Herr Bundeswirtschaftsminister, Sie wissen oder müßten wissen — jedenfalls haben wir es hier wiederholt vertreten —, daß die ersten starken Preiserhöhungen auf Gebieten eingetreten sind, die in der Zuständigkeit der Bundesregierung lagen und die mit Lohnerhöhungen nicht das mindeste zu tun hatten.
Und Sie sollten wissen, daß ein Teil der Kettenreaktion auch darin besteht, daß steigender Preistrend den Sparsinn beeinträchtigt, daß das Lamentieren über geringes Sparen gar nichts nützt und daß auf der anderen Seite die Tendenzen zur Lohnsteigerung verstärkt werden, weil kein Arbeitnehmer sich die Kaufkraft des errungenen Lohnes hintenherum durch Preiserhöhungen wieder zunichte machen lassen will. Das ist die eine Seite.
Und dann, Herr Bundeswirtschaftsminister, sollte man — und Sie tun das wenigstens in Parenthese in Ihren Lageberichten immer — bei solchen Diskussionen einige andere Dinge nicht vergessen. Die Lohnerhöhungen des ersten halben Jahres 1956 haben nach den statistischen Feststellungen zu einer Erhöhung der Verbrauchsquote geführt, die für das erste Halbjahr einer Summe von 500 Millionen DM, für das ganze Jahr also einem Betrag von einer Milliarde DM entspricht. Das ist also die Steigerung der Verbrauchsquote über die Steigerung des Sozialproduktes hinaus. Ich kann Ihnen die Zahlen vorlegen. Das ist eine Milliarde. Durch die Zoll-und Einfuhrpolitik der Bundesregierung gehen dieses Jahr wiederum für 3 Milliarden DM Erzeugnisse dem deutschen Markt verloren und fallen damit auf der Seite des Angebotes aus.

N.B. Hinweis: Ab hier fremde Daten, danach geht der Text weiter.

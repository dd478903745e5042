//! Room membership backed by Redis sets.
//!
//! # Key Patterns
//!
//! - `<prefix>:room:<room_id>:members` - SET of user ids. The room exists
//!   iff the key exists.

use super::{LookupError, MembershipDirectory};
use async_trait::async_trait;
use common::types::{RoomId, UserId};
use redis::aio::MultiplexedConnection;
use redis::Client;
use tracing::{error, instrument, warn};

/// Cheap to clone; the multiplexed connection is shared.
#[derive(Clone)]
pub struct RedisMembershipDirectory {
    connection: MultiplexedConnection,
    prefix: String,
}

impl RedisMembershipDirectory {
    /// Connect to Redis.
    ///
    /// # Errors
    ///
    /// `LookupError::Backend` if the URL is invalid or Redis is unreachable.
    pub async fn connect(redis_url: &str, prefix: impl Into<String>) -> Result<Self, LookupError> {
        // Do not log the URL: it may carry credentials.
        let client = Client::open(redis_url).map_err(|e| {
            error!(target: "relay.gate", error = %e, "Failed to open Redis client");
            LookupError::Backend(format!("Failed to open Redis client: {e}"))
        })?;
        let connection = client
            .get_multiplexed_async_connection()
            .await
            .map_err(|e| {
                error!(target: "relay.gate", error = %e, "Failed to connect to Redis");
                LookupError::Backend(format!("Failed to connect to Redis: {e}"))
            })?;
        Ok(Self::from_connection(connection, prefix))
    }

    #[must_use]
    pub fn from_connection(connection: MultiplexedConnection, prefix: impl Into<String>) -> Self {
        Self {
            connection,
            prefix: prefix.into(),
        }
    }

    #[must_use]
    pub fn members_key(&self, room_id: &RoomId) -> String {
        members_key(&self.prefix, room_id)
    }
}

fn members_key(prefix: &str, room_id: &RoomId) -> String {
    format!("{prefix}:room:{room_id}:members")
}

#[async_trait]
impl MembershipDirectory for RedisMembershipDirectory {
    #[instrument(skip_all, name = "relay.gate.is_member", fields(room_id = %room_id))]
    async fn is_member(&self, room_id: &RoomId, user_id: &UserId) -> Result<bool, LookupError> {
        let key = self.members_key(room_id);
        let mut conn = self.connection.clone();

        let (exists, member): (bool, bool) = redis::pipe()
            .exists(&key)
            .sismember(&key, user_id.as_str())
            .query_async(&mut conn)
            .await
            .map_err(|e| {
                warn!(target: "relay.gate", error = %e, "Membership lookup failed");
                LookupError::Backend(e.to_string())
            })?;

        if !exists {
            return Err(LookupError::RoomNotFound);
        }
        Ok(member)
    }
}
//! Cross-instance message distribution.
//!
//! - [`envelope`] - `MessageEnvelope` and backbone framing
//! - [`backbone`] - `Backbone` trait, subscriptions, topic naming
//! - [`memory`] - in-process backbone
//! - [`redis`] - Redis pub/sub backbone
//! - [`message_bridge`] - `MessageBridge`, publish and consume

pub mod backbone;
pub mod envelope;
pub mod memory;
pub mod message_bridge;
pub mod redis;

pub use backbone::{
    Backbone, BackboneHandler, ReadySignal, Subscription, SubscriptionReady, TopicScheme,
    TopicStrategy,
};
pub use envelope::{BackboneFrame, MessageEnvelope};
pub use memory::InMemoryBackbone;
pub use message_bridge::{ConsumeOutcome, MessageBridge};
pub use redis::RedisBackbone;
//! User token utilities shared by the relay crates.
//!
//! The relay never issues tokens; it only decodes the HS256 user tokens
//! minted by the identity service and extracts `{user_id, device_id}`.
//!
//! # Security
//!
//! - Tokens are size-checked BEFORE parsing
//! - Only HS256 is accepted; `exp` is always validated
//! - `iat` may not lie further in the future than the configured clock skew
//! - Error messages are generic; details go to debug logs
//! - The `sub` field in [`UserClaims`] is redacted in Debug output
//!
//! # Usage
//!
//! ```rust,ignore
//! use common::jwt::{decode_user_token, DEFAULT_CLOCK_SKEW};
//!
//! let claims = decode_user_token(token, secret.expose_secret().as_bytes(), DEFAULT_CLOCK_SKEW)?;
//! let user_id = claims.user_id();
//! ```

use jsonwebtoken::{decode, errors::ErrorKind, Algorithm, DecodingKey, Validation};
use serde::{Deserialize, Serialize};
use std::fmt;
use std::time::Duration;
use thiserror::Error;

use crate::types::{DeviceId, UserId};

// =============================================================================
// Constants
// =============================================================================

/// Maximum allowed token size in bytes (8KB).
///
/// Typical user tokens are a few hundred bytes. Anything larger is rejected
/// before base64 decoding or signature verification.
pub const MAX_JWT_SIZE_BYTES: usize = 8192;

/// Default clock skew tolerance for `iat` (5 minutes).
pub const DEFAULT_CLOCK_SKEW: Duration = Duration::from_secs(300);

/// Upper bound for a configured clock skew tolerance (10 minutes).
pub const MAX_CLOCK_SKEW: Duration = Duration::from_secs(600);

// =============================================================================
// Error Types
// =============================================================================

/// Errors that can occur while decoding a user token.
///
/// Every variant renders the same message so callers cannot leak which check
/// failed to the client.
#[derive(Error, Debug, Clone, PartialEq, Eq)]
pub enum JwtValidationError {
    /// Token size exceeds maximum allowed.
    #[error("The access token is invalid or expired")]
    TokenTooLarge,

    /// Token is not a three-part JWT, or its segments don't decode.
    #[error("The access token is invalid or expired")]
    MalformedToken,

    /// Signature verification failed.
    #[error("The access token is invalid or expired")]
    InvalidSignature,

    /// `exp` is in the past.
    #[error("The access token is invalid or expired")]
    Expired,

    /// Token `iat` claim is too far in the future.
    #[error("The access token is invalid or expired")]
    IatTooFarInFuture,
}

// =============================================================================
// Claims Types
// =============================================================================

/// Claims carried by a user token.
///
/// - `sub`: user identifier (redacted in Debug output)
/// - `device_id`: device the token was issued to
/// - `exp` / `iat`: Unix epoch seconds
#[derive(Clone, Serialize, Deserialize)]
pub struct UserClaims {
    /// Subject (user identifier).
    pub sub: String,

    /// Device identifier.
    pub device_id: String,

    /// Expiration timestamp (Unix epoch seconds).
    pub exp: i64,

    /// Issued-at timestamp (Unix epoch seconds).
    pub iat: i64,
}

impl fmt::Debug for UserClaims {
    fn fmt(&self, f: &mut fmt::Formatter<'_>) -> fmt::Result {
        f.debug_struct("UserClaims")
            .field("sub", &"[REDACTED]")
            .field("device_id", &self.device_id)
            .field("exp", &self.exp)
            .field("iat", &self.iat)
            .finish()
    }
}

impl UserClaims {
    /// Creates a new `UserClaims` instance.
    #[must_use]
    pub fn new(sub: String, device_id: String, exp: i64, iat: i64) -> Self {
        Self {
            sub,
            device_id,
            exp,
            iat,
        }
    }

    /// The authenticated user.
    #[must_use]
    pub fn user_id(&self) -> UserId {
        UserId::new(self.sub.clone())
    }

    /// The device the user authenticated from.
    #[must_use]
    pub fn device_id(&self) -> DeviceId {
        DeviceId::new(self.device_id.clone())
    }
}

// =============================================================================
// Functions
// =============================================================================

/// Cheap structural checks run before any decoding.
///
/// # Errors
///
/// - `TokenTooLarge` if the token exceeds [`MAX_JWT_SIZE_BYTES`]
/// - `MalformedToken` if it does not have exactly three non-empty segments
pub fn check_token_shape(token: &str) -> Result<(), JwtValidationError> {
    if token.len() > MAX_JWT_SIZE_BYTES {
        tracing::debug!(
            target: "common.jwt",
            token_size = token.len(),
            max_size = MAX_JWT_SIZE_BYTES,
            "Token rejected: size exceeds maximum allowed"
        );
        return Err(JwtValidationError::TokenTooLarge);
    }

    let parts = token.split('.').collect::<Vec<_>>();
    if parts.len() != 3 || parts.iter().any(|p| p.is_empty()) {
        tracing::debug!(
            target: "common.jwt",
            parts = parts.len(),
            "Token rejected: invalid JWT format"
        );
        return Err(JwtValidationError::MalformedToken);
    }

    Ok(())
}

/// Decode and verify an HS256 user token.
///
/// # Errors
///
/// Returns a [`JwtValidationError`] for any failed check; see the variants.
pub fn decode_user_token(
    token: &str,
    secret: &[u8],
    clock_skew: Duration,
) -> Result<UserClaims, JwtValidationError> {
    check_token_shape(token)?;

    let mut validation = Validation::new(Algorithm::HS256);
    validation.validate_exp = true;
    validation.leeway = 0;
    validation.set_required_spec_claims(&["exp", "sub"]);

    let data = decode::<UserClaims>(token, &DecodingKey::from_secret(secret), &validation)
        .map_err(|e| {
            tracing::debug!(target: "common.jwt", error = %e, "Token verification failed");
            match e.kind() {
                ErrorKind::ExpiredSignature => JwtValidationError::Expired,
                ErrorKind::InvalidSignature => JwtValidationError::InvalidSignature,
                _ => JwtValidationError::MalformedToken,
            }
        })?;

    validate_iat(data.claims.iat, clock_skew)?;

    Ok(data.claims)
}

/// Validate the `iat` (issued-at) claim with clock skew tolerance.
///
/// # Errors
///
/// Returns `JwtValidationError::IatTooFarInFuture` if `iat` is more than
/// `clock_skew` in the future.
pub fn validate_iat(iat: i64, clock_skew: Duration) -> Result<(), JwtValidationError> {
    let now = chrono::Utc::now().timestamp();
    validate_iat_at(iat, clock_skew, now)
}

/// Deterministic `iat` validation against an explicit `now` timestamp.
pub(crate) fn validate_iat_at(
    iat: i64,
    clock_skew: Duration,
    now: i64,
) -> Result<(), JwtValidationError> {
    // clock_skew is bounded by MAX_CLOCK_SKEW at config load
    #[allow(clippy::cast_possible_wrap)]
    let clock_skew_secs = clock_skew.as_secs() as i64;
    let max_iat = now + clock_skew_secs;

    if iat > max_iat {
        tracing::debug!(
            target: "common.jwt",
            iat = iat,
            now = now,
            max_allowed = max_iat,
            "Token rejected: iat too far in the future"
        );
        return Err(JwtValidationError::IatTooFarInFuture);
    }

    Ok(())
}

// =============================================================================
// Tests
// =============================================================================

Durch die Haushaltspolitik der Bundesregierung, die plant, ausgerechnet in der Hochkonjunktur auf 2,2 Milliarden DM aus dem Juliusturm mit seinen Kassenreserven zurückzugreifen, um laufende Ausgaben zu decken, wird eine weitere stark inflatorische Tendenz entfacht. Ich bin der Auffassung, daß Sie diese Dinge mit erwähnen müssen, wenn Sie über die Kettenreaktion von Lohnerhöhung, Arbeitszeitverkürzung und Preiserhöhung sprechen.
Ich will im Augenblick nicht breiter auf dieses Thema eingehen, Herr Bundeswirtschaftsminister; aber wir werden Gelegenheit geben, diese Probleme hier einmal in aller Ausführlichkeit zu besprechen. Das dürfte, glaube ich, der Sache mehr angemessen sein, als wenn ich jetzt in größerem Umfang erwidere.